Atención a los desastres
Parece una cruel paradoja del destino el que los dos países que abrazaron en los ochenta la causa de la "revolución conservadora", que levantó la bandera de adelgazar el Estado, se hayan visto enfrentados a desastres naturales en los que toda presencia de servicios públicos de emergencia parece siempre poca. El huracán Katrina en Estados Unidos, y las inundaciones del fin de semana en Inglaterra, aun tratándose de siniestros de muy distinta dimensión, han venido a poner de manifiesto una vez más que la diferencia entre el desarrollo y el subdesarrollo radica en la capacidad de prevenir y paliar los efectos de las catástrofes. En el caso de Estados Unidos, la superpotencia apareció en esta materia como un ídolo con pies de barro. En el de Inglaterra, los servicios de emergencia han funcionado razonablemente, aunque no hayan podido evitar momentos de pánico, sobre todo por la carencia de agua potable.

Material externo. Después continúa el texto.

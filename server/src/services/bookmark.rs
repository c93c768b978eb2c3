//! Bookmark store client: list, insert, rename, delete.
//!
//! DESIGN
//! ======
//! Routes talk to the store through the [`BookmarkStore`] trait; one
//! instance is built at startup and shared through `AppState`. The free
//! functions below are the operations routes call: they apply required-field
//! validation before any store call, then make exactly one store call.
//!
//! ROW-LEVEL SCOPING
//! =================
//! Every statement filters on `user_id`, and runs in a transaction with
//! `app.user_id` set so the table's row-level security policy rejects rows
//! the caller does not own even if a filter were missing.

use async_trait::async_trait;
use shelf::{Bookmark, NewBookmark, ValidationError, normalize_title};
use sqlx::{PgPool, Postgres, Transaction};
use time::OffsetDateTime;
use uuid::Uuid;

// =============================================================================
// TYPES
// =============================================================================

#[derive(Debug, thiserror::Error)]
pub enum StoreError {
    #[error(transparent)]
    Validation(#[from] ValidationError),
    #[error("bookmark not found: {0}")]
    NotFound(Uuid),
    #[error("database error: {0}")]
    Database(#[from] sqlx::Error),
}

impl StoreError {
    /// Short grepable code, used in redirect query strings.
    #[must_use]
    pub fn code(&self) -> &'static str {
        match self {
            Self::Validation(e) => e.code(),
            Self::NotFound(_) => "not_found",
            Self::Database(_) => "store",
        }
    }
}

/// Result of a rename request.
#[derive(Debug, Clone, PartialEq, Eq)]
pub enum UpdateOutcome {
    Updated(Bookmark),
    /// The trimmed title was empty; the store was not called.
    Skipped,
}

/// The remote bookmark table, scoped by owner.
#[async_trait]
pub trait BookmarkStore: Send + Sync {
    /// All rows owned by `user_id`, newest first.
    async fn list(&self, user_id: Uuid) -> Result<Vec<Bookmark>, StoreError>;

    /// Row `id` if `user_id` owns it.
    async fn get(&self, user_id: Uuid, id: Uuid) -> Result<Option<Bookmark>, StoreError>;

    async fn insert(&self, user_id: Uuid, draft: &NewBookmark) -> Result<Bookmark, StoreError>;

    /// Set the title of row `id`. `Ok(None)` if no such row is owned by `user_id`.
    async fn update_title(&self, user_id: Uuid, id: Uuid, title: &str) -> Result<Option<Bookmark>, StoreError>;

    /// Delete row `id`. `Ok(false)` if no such row is owned by `user_id`.
    async fn delete(&self, user_id: Uuid, id: Uuid) -> Result<bool, StoreError>;
}

// =============================================================================
// OPERATIONS
// =============================================================================

/// List the caller's bookmarks, newest first. Empty when there are none.
///
/// # Errors
///
/// Returns [`StoreError::Database`] if the store call fails.
pub async fn list_bookmarks(store: &dyn BookmarkStore, user_id: Uuid) -> Result<Vec<Bookmark>, StoreError> {
    store.list(user_id).await
}

/// Insert a bookmark owned by the caller.
///
/// # Errors
///
/// Returns [`StoreError::Validation`] for a blank title or url (no store
/// call is made), or [`StoreError::Database`] if the insert fails.
pub async fn insert_bookmark(
    store: &dyn BookmarkStore,
    user_id: Uuid,
    title: &str,
    url: &str,
) -> Result<Bookmark, StoreError> {
    let draft = NewBookmark::new(title, url)?;
    store.insert(user_id, &draft).await
}

/// Rename a bookmark. A blank title is a no-op ([`UpdateOutcome::Skipped`]).
///
/// # Errors
///
/// Returns [`StoreError::NotFound`] if the row is not visible to the caller,
/// or [`StoreError::Database`] if the update fails.
pub async fn update_bookmark(
    store: &dyn BookmarkStore,
    user_id: Uuid,
    id: Uuid,
    title: &str,
) -> Result<UpdateOutcome, StoreError> {
    let Some(title) = normalize_title(title) else {
        return Ok(UpdateOutcome::Skipped);
    };
    store
        .update_title(user_id, id, &title)
        .await?
        .map(UpdateOutcome::Updated)
        .ok_or(StoreError::NotFound(id))
}

/// Delete a bookmark.
///
/// # Errors
///
/// Returns [`StoreError::NotFound`] if the row is not visible to the caller,
/// or [`StoreError::Database`] if the delete fails.
pub async fn delete_bookmark(store: &dyn BookmarkStore, user_id: Uuid, id: Uuid) -> Result<(), StoreError> {
    if store.delete(user_id, id).await? {
        Ok(())
    } else {
        Err(StoreError::NotFound(id))
    }
}

// =============================================================================
// POSTGRES
// =============================================================================

#[derive(sqlx::FromRow)]
struct BookmarkRow {
    id: Uuid,
    title: String,
    url: String,
    user_id: Uuid,
    created_at: OffsetDateTime,
}

impl From<BookmarkRow> for Bookmark {
    fn from(row: BookmarkRow) -> Self {
        Self { id: row.id, title: row.title, url: row.url, user_id: row.user_id, created_at: row.created_at }
    }
}

/// [`BookmarkStore`] backed by the `bookmarks` table.
pub struct PgBookmarkStore {
    pool: PgPool,
}

impl PgBookmarkStore {
    #[must_use]
    pub fn new(pool: PgPool) -> Self {
        Self { pool }
    }

    /// Open a transaction with the row-level security identity set.
    async fn scoped(&self, user_id: Uuid) -> Result<Transaction<'static, Postgres>, sqlx::Error> {
        let mut tx = self.pool.begin().await?;
        sqlx::query("SELECT set_config('app.user_id', $1, true)")
            .bind(user_id.to_string())
            .execute(&mut *tx)
            .await?;
        Ok(tx)
    }
}

#[async_trait]
impl BookmarkStore for PgBookmarkStore {
    async fn list(&self, user_id: Uuid) -> Result<Vec<Bookmark>, StoreError> {
        let mut tx = self.scoped(user_id).await?;
        let rows = sqlx::query_as::<_, BookmarkRow>(
            "SELECT id, title, url, user_id, created_at
             FROM bookmarks
             WHERE user_id = $1
             ORDER BY created_at DESC",
        )
        .bind(user_id)
        .fetch_all(&mut *tx)
        .await?;
        tx.commit().await?;
        Ok(rows.into_iter().map(Bookmark::from).collect())
    }

    async fn get(&self, user_id: Uuid, id: Uuid) -> Result<Option<Bookmark>, StoreError> {
        let mut tx = self.scoped(user_id).await?;
        let row = sqlx::query_as::<_, BookmarkRow>(
            "SELECT id, title, url, user_id, created_at
             FROM bookmarks
             WHERE id = $1 AND user_id = $2",
        )
        .bind(id)
        .bind(user_id)
        .fetch_optional(&mut *tx)
        .await?;
        tx.commit().await?;
        Ok(row.map(Bookmark::from))
    }

    async fn insert(&self, user_id: Uuid, draft: &NewBookmark) -> Result<Bookmark, StoreError> {
        let mut tx = self.scoped(user_id).await?;
        let row = sqlx::query_as::<_, BookmarkRow>(
            "INSERT INTO bookmarks (title, url, user_id)
             VALUES ($1, $2, $3)
             RETURNING id, title, url, user_id, created_at",
        )
        .bind(draft.title())
        .bind(draft.url())
        .bind(user_id)
        .fetch_one(&mut *tx)
        .await?;
        tx.commit().await?;
        Ok(row.into())
    }

    async fn update_title(&self, user_id: Uuid, id: Uuid, title: &str) -> Result<Option<Bookmark>, StoreError> {
        let mut tx = self.scoped(user_id).await?;
        let row = sqlx::query_as::<_, BookmarkRow>(
            "UPDATE bookmarks SET title = $1
             WHERE id = $2 AND user_id = $3
             RETURNING id, title, url, user_id, created_at",
        )
        .bind(title)
        .bind(id)
        .bind(user_id)
        .fetch_optional(&mut *tx)
        .await?;
        tx.commit().await?;
        Ok(row.map(Bookmark::from))
    }

    async fn delete(&self, user_id: Uuid, id: Uuid) -> Result<bool, StoreError> {
        let mut tx = self.scoped(user_id).await?;
        let result = sqlx::query("DELETE FROM bookmarks WHERE id = $1 AND user_id = $2")
            .bind(id)
            .bind(user_id)
            .execute(&mut *tx)
            .await?;
        tx.commit().await?;
        Ok(result.rows_affected() > 0)
    }
}

#[cfg(test)]
#[path = "bookmark_test.rs"]
mod tests;
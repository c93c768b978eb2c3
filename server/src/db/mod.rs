//! Database initialization and migration runner.
//!
//! SYSTEM CONTEXT
//! ==============
//! Startup uses this module to create the shared SQLx pool and enforce schema
//! migrations before accepting page, API, or websocket traffic. The same pool
//! backs sessions, the bookmark store, and the change listener.

use sqlx::PgPool;
use sqlx::postgres::PgPoolOptions;

/// Initialize the `PostgreSQL` connection pool and run migrations.
///
/// # Errors
///
/// Returns an error if the connection or migrations fail.
pub async fn init_pool(database_url: &str, max_connections: u32) -> Result<PgPool, sqlx::Error> {
    let pool = PgPoolOptions::new()
        .max_connections(max_connections)
        .connect(database_url)
        .await?;

    sqlx::migrate!("src/db/migrations").run(&pool).await?;

    Ok(pool)
}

Estas inundaciones no han sido, con todo, las más devastadoras que ha padecido el Reino Unido, ni en fechas recientes ni en el pasado. En 1947, con el país todavía sumido en la posguerra, llovió menos que este fin de semana, pero los destrozos fueron mayores. Y hace apenas un mes las aguas anegaron más superficie que ahora, aunque pasara desapercibido. El interés del país estaba concentrado en el traspaso de poderes entre Blair y Brown, y los medios de comunicación sacrificaron la noticia de las inundaciones al relevo en la cúspide del Ejecutivo. La conclusión resulta perturbadora, porque puede provocar un espejismo: los desastres lo son en mayor o menor medida dependiendo de la atención que se les preste. Si no para los afectados, sí, al menos, para el resto de sus compatriotas.